» **YOUR INSTRUCTIONS**
What lines in the entries hold the string "super"? List them.

» **PROVIDED DATA**
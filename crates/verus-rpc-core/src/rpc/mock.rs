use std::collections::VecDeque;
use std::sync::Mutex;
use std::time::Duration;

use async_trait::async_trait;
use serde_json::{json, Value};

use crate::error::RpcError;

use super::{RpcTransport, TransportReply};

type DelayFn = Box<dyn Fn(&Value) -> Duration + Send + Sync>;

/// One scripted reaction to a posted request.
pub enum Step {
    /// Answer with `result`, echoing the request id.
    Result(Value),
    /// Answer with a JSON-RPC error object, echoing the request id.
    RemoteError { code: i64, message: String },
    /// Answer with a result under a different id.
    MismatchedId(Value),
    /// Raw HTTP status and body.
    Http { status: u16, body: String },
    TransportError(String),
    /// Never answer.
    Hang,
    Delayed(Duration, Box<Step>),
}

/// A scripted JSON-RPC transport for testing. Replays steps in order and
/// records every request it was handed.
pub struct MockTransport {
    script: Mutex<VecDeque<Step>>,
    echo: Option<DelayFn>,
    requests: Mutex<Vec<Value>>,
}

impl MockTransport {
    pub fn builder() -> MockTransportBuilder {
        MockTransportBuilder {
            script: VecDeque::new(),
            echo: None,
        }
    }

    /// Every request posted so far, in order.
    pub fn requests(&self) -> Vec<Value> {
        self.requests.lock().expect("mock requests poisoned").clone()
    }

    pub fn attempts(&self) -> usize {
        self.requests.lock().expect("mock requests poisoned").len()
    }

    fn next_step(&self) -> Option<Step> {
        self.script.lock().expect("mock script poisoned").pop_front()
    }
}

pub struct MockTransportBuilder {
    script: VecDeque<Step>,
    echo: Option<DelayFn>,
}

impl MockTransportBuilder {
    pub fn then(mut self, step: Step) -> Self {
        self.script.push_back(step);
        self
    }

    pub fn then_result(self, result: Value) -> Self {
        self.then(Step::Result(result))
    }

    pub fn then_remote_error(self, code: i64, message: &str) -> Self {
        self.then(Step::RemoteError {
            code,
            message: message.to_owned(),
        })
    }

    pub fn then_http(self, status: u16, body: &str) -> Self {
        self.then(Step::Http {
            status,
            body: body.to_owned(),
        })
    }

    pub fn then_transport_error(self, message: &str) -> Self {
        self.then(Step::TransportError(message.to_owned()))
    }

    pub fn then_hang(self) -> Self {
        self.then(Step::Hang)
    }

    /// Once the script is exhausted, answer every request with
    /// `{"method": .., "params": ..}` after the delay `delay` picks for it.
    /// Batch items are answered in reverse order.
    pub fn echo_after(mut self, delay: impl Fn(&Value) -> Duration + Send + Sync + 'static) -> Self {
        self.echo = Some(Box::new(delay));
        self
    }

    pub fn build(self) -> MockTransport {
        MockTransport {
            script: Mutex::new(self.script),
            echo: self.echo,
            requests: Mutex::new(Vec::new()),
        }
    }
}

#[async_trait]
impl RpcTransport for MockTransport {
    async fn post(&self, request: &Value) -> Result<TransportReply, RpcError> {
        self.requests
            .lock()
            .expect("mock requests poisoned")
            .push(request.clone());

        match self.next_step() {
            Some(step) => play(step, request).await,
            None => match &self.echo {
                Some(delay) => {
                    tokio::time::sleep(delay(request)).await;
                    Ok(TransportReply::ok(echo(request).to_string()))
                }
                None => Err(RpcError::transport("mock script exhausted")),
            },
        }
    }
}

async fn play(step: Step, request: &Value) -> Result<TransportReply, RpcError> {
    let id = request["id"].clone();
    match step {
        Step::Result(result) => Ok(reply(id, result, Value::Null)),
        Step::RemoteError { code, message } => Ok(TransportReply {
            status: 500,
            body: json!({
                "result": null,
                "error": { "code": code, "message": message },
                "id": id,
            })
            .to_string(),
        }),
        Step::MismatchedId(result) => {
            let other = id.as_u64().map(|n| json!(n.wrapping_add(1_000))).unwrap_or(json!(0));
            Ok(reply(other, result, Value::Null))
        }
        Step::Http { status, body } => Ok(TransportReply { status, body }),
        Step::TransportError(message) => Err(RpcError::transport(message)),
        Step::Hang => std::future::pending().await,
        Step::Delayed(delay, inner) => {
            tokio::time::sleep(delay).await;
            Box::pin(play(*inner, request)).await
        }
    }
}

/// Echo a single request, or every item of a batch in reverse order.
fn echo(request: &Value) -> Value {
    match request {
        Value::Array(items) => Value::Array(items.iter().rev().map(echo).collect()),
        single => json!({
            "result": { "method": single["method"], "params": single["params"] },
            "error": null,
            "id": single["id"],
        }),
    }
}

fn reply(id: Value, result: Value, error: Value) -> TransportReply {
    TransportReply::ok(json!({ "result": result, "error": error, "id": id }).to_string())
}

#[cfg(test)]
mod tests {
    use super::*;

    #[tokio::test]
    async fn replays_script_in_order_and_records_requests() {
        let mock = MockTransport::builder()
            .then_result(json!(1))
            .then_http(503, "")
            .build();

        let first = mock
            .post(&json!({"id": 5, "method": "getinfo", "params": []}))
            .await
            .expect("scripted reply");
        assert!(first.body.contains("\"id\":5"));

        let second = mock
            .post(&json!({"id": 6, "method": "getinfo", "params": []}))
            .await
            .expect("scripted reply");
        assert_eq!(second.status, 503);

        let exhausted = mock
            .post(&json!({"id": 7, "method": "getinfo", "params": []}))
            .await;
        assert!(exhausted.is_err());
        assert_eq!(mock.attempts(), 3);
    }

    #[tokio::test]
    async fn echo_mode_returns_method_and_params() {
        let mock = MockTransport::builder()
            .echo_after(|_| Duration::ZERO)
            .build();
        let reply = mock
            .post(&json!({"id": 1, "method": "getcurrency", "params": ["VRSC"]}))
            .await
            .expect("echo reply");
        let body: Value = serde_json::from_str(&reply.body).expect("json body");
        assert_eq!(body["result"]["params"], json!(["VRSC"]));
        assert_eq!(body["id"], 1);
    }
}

...

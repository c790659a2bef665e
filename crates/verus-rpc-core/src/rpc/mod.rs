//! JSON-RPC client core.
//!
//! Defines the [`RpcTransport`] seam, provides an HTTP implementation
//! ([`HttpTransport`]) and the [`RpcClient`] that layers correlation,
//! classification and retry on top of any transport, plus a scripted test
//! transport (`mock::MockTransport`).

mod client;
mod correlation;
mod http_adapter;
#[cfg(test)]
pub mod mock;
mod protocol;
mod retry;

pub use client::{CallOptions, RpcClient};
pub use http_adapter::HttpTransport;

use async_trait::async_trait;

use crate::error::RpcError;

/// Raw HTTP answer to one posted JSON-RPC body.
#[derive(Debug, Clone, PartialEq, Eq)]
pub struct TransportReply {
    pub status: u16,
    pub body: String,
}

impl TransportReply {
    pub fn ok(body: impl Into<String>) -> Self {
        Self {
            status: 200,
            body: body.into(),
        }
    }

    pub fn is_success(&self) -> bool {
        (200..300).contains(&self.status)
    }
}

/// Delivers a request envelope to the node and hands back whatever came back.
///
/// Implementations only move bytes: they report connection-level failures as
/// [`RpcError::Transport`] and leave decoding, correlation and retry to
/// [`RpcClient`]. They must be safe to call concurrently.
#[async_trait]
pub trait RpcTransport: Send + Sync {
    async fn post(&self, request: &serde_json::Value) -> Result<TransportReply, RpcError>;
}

» **ANSWER TO THE PROBLEM**
use super::{RpcTransport, TransportReply};
    use super::*;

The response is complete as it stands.